发表于 2022-05-06 更新于 2023-07-03 分类于 Project Euler 阅读次数：本文字数： 1k 阅读时长 ≈ 1 分钟

Project Euler 107

题目

Minimal network

The following undirected network consists of seven vertices and twelve edges with a total weight of 243.

The same network can be represented by the matrix below.

	A	B	C	D	E	F	G
A	-	\(16\)	\(12\)	\(21\)	-	-	-
B	\(16\)	-	-	\(17\)	\(20\)	-	-
C	\(12\)	-	-	\(28\)	-	\(31\)	-
D	\(21\)	\(17\)	\(28\)	-	\(18\)	\(19\)	\(23\)
E	-	\(20\)	-	\(18\)	-	-	\(11\)
F	-	-	\(31\)	\(19\)	-	-	\(27\)
G	-	-	-	\(23\)	\(11\)	\(27\)	-

However, it is possible to optimise the network by removing some edges and still ensure that all points on the network remain connected. The network which achieves the maximum saving is shown below. It has a weight of 93, representing a saving of 243 ? 93 = 150 from the original network.

Using network.txt (right click and ‘Save Link/Target As’), a 6K text file containing a network with forty vertices, and given in matrix form, find the maximum saving which can be achieved by removing redundant edges whilst ensuring that the network remains connected.

解决方案

这是图论中最小生成树(Minimum spanning tree)中的问题。常见的使用算法有Kruskal和Prim算法。

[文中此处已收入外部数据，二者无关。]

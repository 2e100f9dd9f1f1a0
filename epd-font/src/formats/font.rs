//! EpdFont binary format (.epd_fb)
//!
//! Packed bitmap font for e-paper panels. Little-endian, POD format - no magic bytes.
//!
//! # Layout
//! ```text
//! 0x00: bitmap_offset u32     (byte offset of the bitmap vector)
//! 0x04: glyphs_offset u32     (byte offset of the glyph vector)
//! 0x08: intervals_offset u32  (byte offset of the interval vector)
//! 0x0C: advance_y u8          (+3 reserved)
//! 0x10: ascender i32
//! 0x14: descender i32
//! 0x18: is_2bit u8            (0 or 1, +3 reserved)
//! 0x1C: sections
//! ```
//!
//! Every section is a vector: `count u32` followed by `count` elements, then
//! zero padding up to the next 4-byte boundary. Sections appear in the order
//! bitmap (u8), glyphs (16 bytes each), intervals (12 bytes each).

/// File extension for packed fonts
pub const EPD_FONT_EXT: &str = "epd_fb";

/// Every section in the blob starts on this boundary
pub const SECTION_ALIGN: usize = 4;

/// Round `len` up to the next section boundary
pub const fn align_section(len: usize) -> usize {
    len.next_multiple_of(SECTION_ALIGN)
}

/// Pixel bit depth of the packed bitmap, chosen once for the whole font.
#[derive(Debug, Clone, Copy, PartialEq, Eq, Hash, Default)]
pub enum BitDepth {
    /// Black and white, 8 pixels per byte
    #[default]
    One,
    /// Four grey levels, 4 pixels per byte
    Two,
}

impl BitDepth {
    pub fn from_is_2bit(is_2bit: bool) -> Self {
        if is_2bit { Self::Two } else { Self::One }
    }

    pub fn is_2bit(self) -> bool {
        self == Self::Two
    }

    pub fn bits_per_pixel(self) -> u32 {
        match self {
            Self::One => 1,
            Self::Two => 2,
        }
    }

    pub fn pixels_per_byte(self) -> usize {
        8 / self.bits_per_pixel() as usize
    }

    /// Packed byte count for a `width × height` bitmap (no row padding)
    pub fn packed_len(self, width: usize, height: usize) -> usize {
        (width * height).div_ceil(self.pixels_per_byte())
    }

    /// Read the pixel at raster `index` out of packed data, MSB first
    pub fn unpack_pixel(self, packed: &[u8], index: usize) -> Option<u8> {
        let per_byte = self.pixels_per_byte();
        let bits = self.bits_per_pixel();
        let byte = *packed.get(index / per_byte)?;
        let shift = (per_byte - 1 - index % per_byte) as u32 * bits;
        Some((byte >> shift) & ((1 << bits) - 1))
    }
}

impl std::fmt::Display for BitDepth {
    fn fmt(&self, f: &mut std::fmt::Formatter<'_>) -> std::fmt::Result {
        match self {
            Self::One => f.write_str("1-bit"),
            Self::Two => f.write_str("2-bit"),
        }
    }
}

/// Root header (28 bytes)
#[derive(Debug, Clone, Copy, PartialEq, Eq)]
#[repr(C)]
pub struct EpdFontHeader {
    pub bitmap_offset: u32,
    pub glyphs_offset: u32,
    pub intervals_offset: u32,
    /// Line height in pixels
    pub advance_y: u8,
    pub ascender: i32,
    pub descender: i32,
    pub is_2bit: bool,
}

impl EpdFontHeader {
    pub const SIZE: usize = 28;

    /// Position of the `is_2bit` byte within the header
    pub const IS_2BIT_POS: usize = 0x18;

    /// Write header to bytes
    pub fn to_bytes(&self) -> [u8; Self::SIZE] {
        let mut bytes = [0u8; Self::SIZE];
        bytes[0..4].copy_from_slice(&self.bitmap_offset.to_le_bytes());
        bytes[4..8].copy_from_slice(&self.glyphs_offset.to_le_bytes());
        bytes[8..12].copy_from_slice(&self.intervals_offset.to_le_bytes());
        bytes[12] = self.advance_y;
        bytes[16..20].copy_from_slice(&self.ascender.to_le_bytes());
        bytes[20..24].copy_from_slice(&self.descender.to_le_bytes());
        bytes[Self::IS_2BIT_POS] = u8::from(self.is_2bit);
        bytes
    }

    /// Read header from bytes
    ///
    /// Returns `None` if the slice is short or `is_2bit` is not 0/1.
    pub fn from_bytes(bytes: &[u8]) -> Option<Self> {
        if bytes.len() < Self::SIZE {
            return None;
        }
        let is_2bit = match bytes[Self::IS_2BIT_POS] {
            0 => false,
            1 => true,
            _ => return None,
        };
        Some(Self {
            bitmap_offset: u32::from_le_bytes([bytes[0], bytes[1], bytes[2], bytes[3]]),
            glyphs_offset: u32::from_le_bytes([bytes[4], bytes[5], bytes[6], bytes[7]]),
            intervals_offset: u32::from_le_bytes([bytes[8], bytes[9], bytes[10], bytes[11]]),
            advance_y: bytes[12],
            ascender: i32::from_le_bytes([bytes[16], bytes[17], bytes[18], bytes[19]]),
            descender: i32::from_le_bytes([bytes[20], bytes[21], bytes[22], bytes[23]]),
            is_2bit,
        })
    }

    pub fn bit_depth(&self) -> BitDepth {
        BitDepth::from_is_2bit(self.is_2bit)
    }
}

/// Per-glyph metrics record (16 bytes)
#[derive(Debug, Clone, Copy, PartialEq, Eq, Default)]
#[repr(C)]
pub struct EpdGlyph {
    /// Bitmap width in pixels
    pub width: u8,
    /// Bitmap height in pixels
    pub height: u8,
    /// Horizontal advance in pixels
    pub advance_x: u8,
    /// Offset from the pen position to the left edge of the bitmap
    pub left: i16,
    /// Offset from the baseline to the top row of the bitmap
    pub top: i16,
    /// Packed byte count
    pub data_length: u16,
    /// Byte offset into the bitmap vector
    pub data_offset: u32,
}

impl EpdGlyph {
    pub const SIZE: usize = 16;

    /// Write record to bytes
    pub fn to_bytes(&self) -> [u8; Self::SIZE] {
        let mut bytes = [0u8; Self::SIZE];
        bytes[0] = self.width;
        bytes[1] = self.height;
        bytes[2] = self.advance_x;
        bytes[4..6].copy_from_slice(&self.left.to_le_bytes());
        bytes[6..8].copy_from_slice(&self.top.to_le_bytes());
        bytes[8..10].copy_from_slice(&self.data_length.to_le_bytes());
        bytes[12..16].copy_from_slice(&self.data_offset.to_le_bytes());
        bytes
    }

    /// Read record from bytes
    pub fn from_bytes(bytes: &[u8]) -> Option<Self> {
        if bytes.len() < Self::SIZE {
            return None;
        }
        Some(Self {
            width: bytes[0],
            height: bytes[1],
            advance_x: bytes[2],
            left: i16::from_le_bytes([bytes[4], bytes[5]]),
            top: i16::from_le_bytes([bytes[6], bytes[7]]),
            data_length: u16::from_le_bytes([bytes[8], bytes[9]]),
            data_offset: u32::from_le_bytes([bytes[12], bytes[13], bytes[14], bytes[15]]),
        })
    }

    /// One past the last bitmap byte of this glyph
    pub fn data_end(&self) -> usize {
        self.data_offset as usize + self.data_length as usize
    }
}

/// Inclusive code point interval (12 bytes)
///
/// `offset` is the index of the glyph for `first` in the glyph vector, i.e.
/// the number of code points covered by all preceding intervals.
#[derive(Debug, Clone, Copy, PartialEq, Eq)]
#[repr(C)]
pub struct EpdUnicodeInterval {
    pub first: u32,
    pub last: u32,
    pub offset: u32,
}

impl EpdUnicodeInterval {
    pub const SIZE: usize = 12;

    pub fn new(first: u32, last: u32, offset: u32) -> Self {
        Self {
            first,
            last,
            offset,
        }
    }

    /// Number of code points covered
    pub fn len(&self) -> u32 {
        self.last - self.first + 1
    }

    pub fn contains(&self, code_point: u32) -> bool {
        (self.first..=self.last).contains(&code_point)
    }

    /// Write record to bytes
    pub fn to_bytes(&self) -> [u8; Self::SIZE] {
        let mut bytes = [0u8; Self::SIZE];
        bytes[0..4].copy_from_slice(&self.first.to_le_bytes());
        bytes[4..8].copy_from_slice(&self.last.to_le_bytes());
        bytes[8..12].copy_from_slice(&self.offset.to_le_bytes());
        bytes
    }

    /// Read record from bytes
    pub fn from_bytes(bytes: &[u8]) -> Option<Self> {
        if bytes.len() < Self::SIZE {
            return None;
        }
        Some(Self {
            first: u32::from_le_bytes([bytes[0], bytes[1], bytes[2], bytes[3]]),
            last: u32::from_le_bytes([bytes[4], bytes[5], bytes[6], bytes[7]]),
            offset: u32::from_le_bytes([bytes[8], bytes[9], bytes[10], bytes[11]]),
        })
    }
}

#[cfg(test)]
mod tests {
    use super::*;

    #[test]
    fn test_record_sizes() {
        assert_eq!(EpdFontHeader::SIZE, 28);
        assert_eq!(EpdGlyph::SIZE, 16);
        assert_eq!(EpdUnicodeInterval::SIZE, 12);
        assert_eq!(align_section(EpdFontHeader::SIZE), EpdFontHeader::SIZE);
    }

    #[test]
    fn test_header_layout() {
        let header = EpdFontHeader {
            bitmap_offset: 28,
            glyphs_offset: 0x40,
            intervals_offset: 0x1234,
            advance_y: 31,
            ascender: 24,
            descender: -7,
            is_2bit: true,
        };
        let bytes = header.to_bytes();
        assert_eq!(&bytes[0..4], &[28, 0, 0, 0]);
        assert_eq!(&bytes[8..12], &[0x34, 0x12, 0, 0]);
        assert_eq!(bytes[12], 31);
        assert_eq!(&bytes[13..16], &[0, 0, 0]);
        assert_eq!(&bytes[20..24], &(-7i32).to_le_bytes());
        assert_eq!(bytes[0x18], 1);

        assert_eq!(EpdFontHeader::from_bytes(&bytes), Some(header));
    }

    #[test]
    fn test_header_rejects_bad_bool() {
        let mut bytes = EpdFontHeader {
            bitmap_offset: 28,
            glyphs_offset: 32,
            intervals_offset: 36,
            advance_y: 0,
            ascender: 0,
            descender: 0,
            is_2bit: false,
        }
        .to_bytes();
        bytes[EpdFontHeader::IS_2BIT_POS] = 2;
        assert!(EpdFontHeader::from_bytes(&bytes).is_none());
        assert!(EpdFontHeader::from_bytes(&bytes[..27]).is_none());
    }

    #[test]
    fn test_glyph_negative_bearings() {
        let glyph = EpdGlyph {
            width: 9,
            height: 14,
            advance_x: 10,
            left: -1,
            top: -3,
            data_length: 16,
            data_offset: 70000,
        };
        let bytes = glyph.to_bytes();
        assert_eq!(&bytes[4..6], &[0xFF, 0xFF]);
        assert_eq!(bytes[3], 0);
        assert_eq!(EpdGlyph::from_bytes(&bytes), Some(glyph));
        assert_eq!(glyph.data_end(), 70016);
    }

    #[test]
    fn test_interval_len_and_contains() {
        let interval = EpdUnicodeInterval::new(0x41, 0x5A, 3);
        assert_eq!(interval.len(), 26);
        assert!(interval.contains(0x41));
        assert!(interval.contains(0x5A));
        assert!(!interval.contains(0x5B));
        assert!(EpdUnicodeInterval::from_bytes(&[0; 11]).is_none());
    }

    #[test]
    fn test_bit_depth_packed_len() {
        assert_eq!(BitDepth::One.packed_len(3, 1), 1);
        assert_eq!(BitDepth::One.packed_len(8, 2), 2);
        assert_eq!(BitDepth::One.packed_len(9, 1), 2);
        assert_eq!(BitDepth::Two.packed_len(3, 3), 3);
        assert_eq!(BitDepth::Two.packed_len(0, 5), 0);
    }

    #[test]
    fn test_unpack_pixel_msb_first() {
        assert_eq!(BitDepth::One.unpack_pixel(&[0x80], 0), Some(1));
        assert_eq!(BitDepth::One.unpack_pixel(&[0x80], 1), Some(0));
        assert_eq!(BitDepth::One.unpack_pixel(&[0x80], 8), None);
        // 0b11_10_01_00
        let packed = [0xE4];
        assert_eq!(BitDepth::Two.unpack_pixel(&packed, 0), Some(3));
        assert_eq!(BitDepth::Two.unpack_pixel(&packed, 1), Some(2));
        assert_eq!(BitDepth::Two.unpack_pixel(&packed, 2), Some(1));
        assert_eq!(BitDepth::Two.unpack_pixel(&packed, 3), Some(0));
    }
}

Kruskal算法主要是基于贪心思想，使用并查集实现的，维基百科上的伪代码如下：

algorithm Kruskal(G) is
    F:= ∅
    for each v ∈ G.V do
        MAKE-SET(v)
    for each (u, v) in G.E ordered by weight(u, v), increasing do
        if FIND-SET(u) ≠ FIND-SET(v) then
            F:= F ∪ {(u, v)} ∪ {(v, u)}
            UNION(FIND-SET(u), FIND-SET(v))
    return F

根据边权大小的顺序，从小到大遍历每条边。如果边两侧的点不在一个集合中，那么这条边是需要的，并将这两个集合合并；否则跳过这条边。

本代码使用networkx的minimum_spanning_tree函数，直接给出一个最小生成树方案。

代码

import networkx as nx

G = nx.Graph()
ls = open('p107_network.txt', 'r').readlines()
n = len(ls)
ans = 0
for i in range(n):
    lt = ls[i].split(',')
    for j in range(i):
        if lt[j][0] == '-':
            continue
        w = int(lt[j])
        ans += w
        G.add_edge(i, j, weight=w)
T = nx.minimum_spanning_tree(G)
for u, v in T.edges:
    ans -= T.get_edge_data(u, v)['weight']
print(ans)

ls = open('p107_network.txt', 'r').readlines()
n = len(ls)
fa = [i for i in range(n)]


def find(x: int):
    if x == fa[x]:
        return x
    else:
        fa[x] = find(fa[x])
        return fa[x]


def merge(x: int, y: int):
    fa[find(x)] = find(y)


e = []
ans = 0
for i in range(n):
    lt = ls[i].split(',')
    for j in range(i):
        if lt[j][0] == '-':
            continue
        w = int(lt[j])
        e.append((w, i, j))
        ans += w
e.sort()
for z, x, y in e:
    if find(x) != find(y):
        merge(x, y)
        ans -= z
print(ans)